_TASK STATEMENT_.
Nothing but an exact copy is wanted here: the line with "pub async fn send_host_message<W: AsyncWrite" and all the lines that follow it in the entries below.

DATA FOR ANALYSIS below:

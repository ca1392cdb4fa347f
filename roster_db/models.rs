use sqlx::FromRow;

#[derive(Debug, FromRow, Clone)]
pub struct Player {
    pub id: i64,
    pub name: String,
    pub number: String,
    pub position: String,
    pub height: String,
    pub weight: String,
    pub age: String,
    pub experience: i32,
    pub college: String,
}
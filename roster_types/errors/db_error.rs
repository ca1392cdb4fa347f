use thiserror::Error;

/// Errors for db stuff.
#[derive(Debug, Error)]
pub enum DbError {
    /// The query matched no row, or the statement affected none.
    #[error("no rows in result set")]
    NoRows,

    #[error(transparent)]
    Database(#[from] sqlx::Error),

    #[error("Database configuration error: {0}")]
    Configuration(String),
}
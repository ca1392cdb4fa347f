use serde::{Serialize, Serializer};
use std::fmt;

use roster_types::errors::{ApplicationError, ErrorKind};

/// The error carried by an endpoint response: the message text plus its kind.
#[derive(Debug, Clone, PartialEq, Eq)]
pub struct ResponseError {
    kind: ErrorKind,
    message: String,
}

impl ResponseError {
    /// Builds an error from its text alone, classifying it by exact match on
    /// the canonical messages.
    pub fn from_message(message: impl Into<String>) -> Self {
        let message = message.into();
        Self {
            kind: ErrorKind::from_message(&message),
            message,
        }
    }

    pub fn kind(&self) -> ErrorKind {
        self.kind
    }

    pub fn message(&self) -> &str {
        &self.message
    }
}

impl From<&ApplicationError> for ResponseError {
    fn from(err: &ApplicationError) -> Self {
        let message = err.to_string();
        // Opaque errors still get the textual classification.
        let kind = match err.kind() {
            ErrorKind::Internal => ErrorKind::from_message(&message),
            kind => kind,
        };
        Self { kind, message }
    }
}

impl From<ApplicationError> for ResponseError {
    fn from(err: ApplicationError) -> Self {
        Self::from(&err)
    }
}

impl fmt::Display for ResponseError {
    fn fmt(&self, f: &mut fmt::Formatter<'_>) -> fmt::Result {
        f.write_str(&self.message)
    }
}

impl Serialize for ResponseError {
    fn serialize<S: Serializer>(&self, serializer: S) -> Result<S::Ok, S::Error> {
        serializer.serialize_str(&self.message)
    }
}
pub mod handlers;
mod http;

pub use http::*;
//! Typed extension manifests and the providers that enumerate them.
//!
//! Manifests are parsed once, when an extension is loaded. Only the
//! contribution points the resolver cares about are kept: `grammars` and
//! `themes`. A field or contribution entry of the wrong shape is dropped
//! rather than failing the whole manifest.

use std::path::{Path, PathBuf};

use log::{debug, info, warn};
use serde::de::DeserializeOwned;
use serde::{Deserialize, Deserializer};
use serde_json::Value;

use crate::resolver::{read_text, ResolveError};

/// The parts of a `package.json` the resolver reads.
#[derive(Debug, Clone, Default, Deserialize)]
pub struct ExtensionManifest {
    #[serde(default, deserialize_with = "lenient")]
    pub name: Option<String>,
    #[serde(default, deserialize_with = "lenient")]
    pub publisher: Option<String>,
    #[serde(default, deserialize_with = "lenient")]
    pub contributes: Option<Contributions>,
}

#[derive(Debug, Clone, Default, Deserialize)]
pub struct Contributions {
    #[serde(default, deserialize_with = "lenient_entries")]
    pub grammars: Vec<GrammarContribution>,
    #[serde(default, deserialize_with = "lenient_entries")]
    pub themes: Vec<ThemeContribution>,
}

#[derive(Debug, Clone, Deserialize)]
#[serde(rename_all = "camelCase")]
pub struct GrammarContribution {
    #[serde(default)]
    pub language: Option<String>,
    #[serde(default)]
    pub scope_name: Option<String>,
    /// Grammar file, relative to the extension root.
    #[serde(default)]
    pub path: Option<String>,
}

#[derive(Debug, Clone, Deserialize)]
#[serde(rename_all = "camelCase")]
pub struct ThemeContribution {
    #[serde(default)]
    pub id: Option<String>,
    #[serde(default)]
    pub label: Option<String>,
    #[serde(default)]
    pub ui_theme: Option<String>,
    /// Theme file, relative to the extension root.
    #[serde(default)]
    pub path: Option<String>,
}

impl ThemeContribution {
    /// A theme is addressed by its label or its id.
    pub fn matches(&self, theme_name: &str) -> bool {
        self.label.as_deref() == Some(theme_name) || self.id.as_deref() == Some(theme_name)
    }

    pub fn is_dark(&self) -> bool {
        self.ui_theme.as_deref() == Some("vs-dark")
    }
}

impl ExtensionManifest {
    pub fn parse(text: &str) -> Result<Self, serde_json::Error> {
        serde_json::from_str(text)
    }

    /// Contributions, for manifests that declare both a name and a
    /// `contributes` section.
    pub fn contributions(&self) -> Option<&Contributions> {
        self.name.as_ref()?;
        self.contributes.as_ref()
    }

    /// Read and parse `path`.
    pub async fn load(path: &Path) -> Result<Self, ResolveError> {
        let text = read_text(path).await?;
        Self::parse(&text).map_err(|source| ResolveError::Json {
            path: path.to_path_buf(),
            source,
        })
    }
}

/// `None` for a value that does not deserialize as `T`.
fn lenient<'de, D, T>(deserializer: D) -> Result<Option<T>, D::Error>
where
    D: Deserializer<'de>,
    T: DeserializeOwned,
{
    Ok(serde_json::from_value(Value::deserialize(deserializer)?).ok())
}

fn lenient_entries<'de, D, T>(deserializer: D) -> Result<Vec<T>, D::Error>
where
    D: Deserializer<'de>,
    T: DeserializeOwned,
{
    let raw = Value::deserialize(deserializer)?;
    let Value::Array(entries) = raw else {
        return Ok(Vec::new());
    };
    Ok(entries
        .into_iter()
        .filter_map(|entry| serde_json::from_value(entry).ok())
        .collect())
}

/// One installed extension.
#[derive(Debug, Clone)]
pub struct InstalledExtension {
    /// `publisher.name`, or the directory name when either is missing.
    pub id: String,
    /// Directory holding the extension's `package.json`.
    pub root: PathBuf,
    pub manifest: ExtensionManifest,
}

impl InstalledExtension {
    pub fn new(root: impl Into<PathBuf>, manifest: ExtensionManifest) -> Self {
        let root = root.into();
        let id = match (&manifest.publisher, &manifest.name) {
            (Some(publisher), Some(name)) => format!("{}.{}", publisher, name),
            _ => root
                .file_name()
                .map(|n| n.to_string_lossy().to_string())
                .unwrap_or_default(),
        };
        Self { id, root, manifest }
    }

    /// Load the extension rooted at `root`.
    pub async fn load(root: &Path) -> Result<Self, ResolveError> {
        let manifest = ExtensionManifest::load(&root.join("package.json")).await?;
        Ok(Self::new(root, manifest))
    }
}

/// Enumerates installed extensions in the host's order.
///
/// Lookups take the first match in this order; it is never re-sorted.
pub trait ExtensionProvider: Send + Sync {
    fn extensions(&self) -> &[InstalledExtension];
}

/// A fixed, in-memory list of extensions.
#[derive(Debug, Clone, Default)]
pub struct StaticExtensions(pub Vec<InstalledExtension>);

impl ExtensionProvider for StaticExtensions {
    fn extensions(&self) -> &[InstalledExtension] {
        &self.0
    }
}

/// Extensions discovered on disk, one per child directory with a
/// `package.json`.
#[derive(Debug, Clone, Default)]
pub struct ExtensionDirectory {
    extensions: Vec<InstalledExtension>,
}

impl ExtensionDirectory {
    /// Scan `dirs` in order. Within a directory, children are visited by
    /// name. Missing directories and unreadable manifests are skipped.
    pub async fn scan(dirs: &[PathBuf]) -> Self {
        let mut extensions = Vec::new();
        for dir in dirs {
            let mut children = match child_dirs(dir).await {
                Ok(children) => children,
                Err(e) => {
                    debug!("[renderer-host] Skipping extensions dir {:?}: {}", dir, e);
                    continue;
                }
            };
            children.sort();

            for child in children {
                if !child.join("package.json").exists() {
                    continue;
                }
                match InstalledExtension::load(&child).await {
                    Ok(extension) => extensions.push(extension),
                    Err(e) => warn!("[renderer-host] Skipping extension {:?}: {}", child, e),
                }
            }
        }
        info!("[renderer-host] Found {} installed extensions", extensions.len());
        Self { extensions }
    }
}

impl ExtensionProvider for ExtensionDirectory {
    fn extensions(&self) -> &[InstalledExtension] {
        &self.extensions
    }
}

async fn child_dirs(dir: &Path) -> std::io::Result<Vec<PathBuf>> {
    let mut children = Vec::new();
    let mut entries = tokio::fs::read_dir(dir).await?;
    while let Some(entry) = entries.next_entry().await? {
        if entry.file_type().await?.is_dir() {
            children.push(entry.path());
        }
    }
    Ok(children)
}

/// Every `package.json` under `root`, depth first, siblings by name.
/// `node_modules` directories are not entered. A missing root yields nothing.
pub async fn find_package_manifests(root: &Path) -> std::io::Result<Vec<PathBuf>> {
    let mut found = Vec::new();
    if root.is_dir() {
        collect_package_manifests(root, &mut found).await?;
    }
    Ok(found)
}

async fn collect_package_manifests(dir: &Path, found: &mut Vec<PathBuf>) -> std::io::Result<()> {
    let manifest = dir.join("package.json");
    if manifest.is_file() {
        found.push(manifest);
    }

    let mut children = child_dirs(dir).await?;
    children.sort();
    for child in children {
        if child.file_name().is_some_and(|n| n == "node_modules") {
            continue;
        }
        Box::pin(collect_package_manifests(&child, found)).await?;
    }
    Ok(())
}
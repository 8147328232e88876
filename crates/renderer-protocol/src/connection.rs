//! Length-prefixed framing for the renderer channel.
//!
//! Every message travels as one frame:
//!
//! ```text
//! [4 bytes: length of the rest (big-endian u32)] [1 byte: message type] [payload bytes]
//! ```
//!
//! The two directions are sized differently. Requests from the client are a
//! type byte plus a language id or theme name, so the host refuses anything
//! past [`MAX_CONTROL_FRAME_SIZE`]. Replies from the host may carry the whole
//! tokenizer engine binary, so the client accepts up to [`MAX_FRAME_SIZE`].
//! Senders check the same limits, so an oversized message fails where it is
//! produced instead of tearing down the peer's reader.

use tokio::io::{AsyncRead, AsyncReadExt, AsyncWrite, AsyncWriteExt};

use crate::message::{ClientMessage, HostMessage, ProtocolError};

/// Largest host reply frame (type byte included): 64 MiB.
pub const MAX_FRAME_SIZE: usize = 64 * 1024 * 1024;

/// Largest client request frame (type byte included): 64 KiB.
pub const MAX_CONTROL_FRAME_SIZE: usize = 64 * 1024;

/// Length prefix for a frame of `len` bytes, or `InvalidInput` when it is
/// over the reply limit.
fn frame_header(len: usize) -> std::io::Result<[u8; 4]> {
    let too_large = || {
        std::io::Error::new(
            std::io::ErrorKind::InvalidInput,
            format!("frame too large to send: {} bytes (max {})", len, MAX_FRAME_SIZE),
        )
    };
    if len > MAX_FRAME_SIZE {
        return Err(too_large());
    }
    let len = u32::try_from(len).map_err(|_| too_large())?;
    Ok(len.to_be_bytes())
}

/// Write one frame and flush. Nothing is written if `data` is over the
/// reply limit.
pub async fn send_frame<W: AsyncWrite + Unpin>(writer: &mut W, data: &[u8]) -> std::io::Result<()> {
    let header = frame_header(data.len())?;
    writer.write_all(&header).await?;
    writer.write_all(data).await?;
    writer.flush().await?;
    Ok(())
}

/// Read one frame of at most `max_size` bytes. `None` means the peer closed
/// the stream between frames.
async fn recv_frame_with_limit<R: AsyncRead + Unpin>(
    reader: &mut R,
    max_size: usize,
) -> std::io::Result<Option<Vec<u8>>> {
    let mut header = [0u8; 4];
    match reader.read_exact(&mut header).await {
        Ok(_) => {}
        Err(e) if e.kind() == std::io::ErrorKind::UnexpectedEof => return Ok(None),
        Err(e) => return Err(e),
    }
    let len = u32::from_be_bytes(header) as usize;

    if len > max_size {
        return Err(std::io::Error::new(
            std::io::ErrorKind::InvalidData,
            format!("frame too large: {} bytes (max {})", len, max_size),
        ));
    }

    let mut frame = vec![0u8; len];
    reader.read_exact(&mut frame).await?;
    Ok(Some(frame))
}

/// Read a host reply frame (up to [`MAX_FRAME_SIZE`]).
pub async fn recv_frame<R: AsyncRead + Unpin>(reader: &mut R) -> std::io::Result<Option<Vec<u8>>> {
    recv_frame_with_limit(reader, MAX_FRAME_SIZE).await
}

/// Read a client request frame (up to [`MAX_CONTROL_FRAME_SIZE`]).
pub async fn recv_control_frame<R: AsyncRead + Unpin>(
    reader: &mut R,
) -> std::io::Result<Option<Vec<u8>>> {
    recv_frame_with_limit(reader, MAX_CONTROL_FRAME_SIZE).await
}

/// Send a client request as one frame.
pub async fn send_client_message<W: AsyncWrite + Unpin>(
    writer: &mut W,
    message: &ClientMessage,
) -> Result<(), ProtocolError> {
    send_frame(writer, &message.encode()?).await?;
    Ok(())
}

/// Receive one raw client request frame. Returns `None` on EOF.
///
/// Decoding is left to the caller so a bad frame can be skipped without
/// tearing down the connection.
pub async fn recv_client_frame<R: AsyncRead + Unpin>(
    reader: &mut R,
) -> Result<Option<Vec<u8>>, ProtocolError> {
    Ok(recv_control_frame(reader).await?)
}

/// Send a host reply as one frame.
pub async fn send_host_message<W: AsyncWrite + Unpin>(
    writer: &mut W,
    message: &HostMessage,
) -> Result<(), ProtocolError> {
    send_frame(writer, &message.encode()?).await?;
    Ok(())
}

/// Receive one raw host reply frame. Returns `None` on EOF.
pub async fn recv_host_frame<R: AsyncRead + Unpin>(
    reader: &mut R,
) -> Result<Option<Vec<u8>>, ProtocolError> {
    Ok(recv_frame(reader).await?)
}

End of DATA FOR ANALYSIS.

_SOLUTION FOR THIS PROBLEM_.
pub async fn send_host_message<W: AsyncWrite + Unpin>(
    writer: &mut W,
    message: &HostMessage,
) -> Result<(), ProtocolError> {
    send_frame(writer, &message.encode()?).await?;
    Ok(())
}

/// Receive one raw host reply frame. Returns `None` on EOF.
pub async fn recv_host_frame<R: AsyncRead + Unpin>(
    reader: &mut R,
) -> Result<Option<Vec<u8>>, ProtocolError> {
    Ok(recv_frame(reader).await?)
}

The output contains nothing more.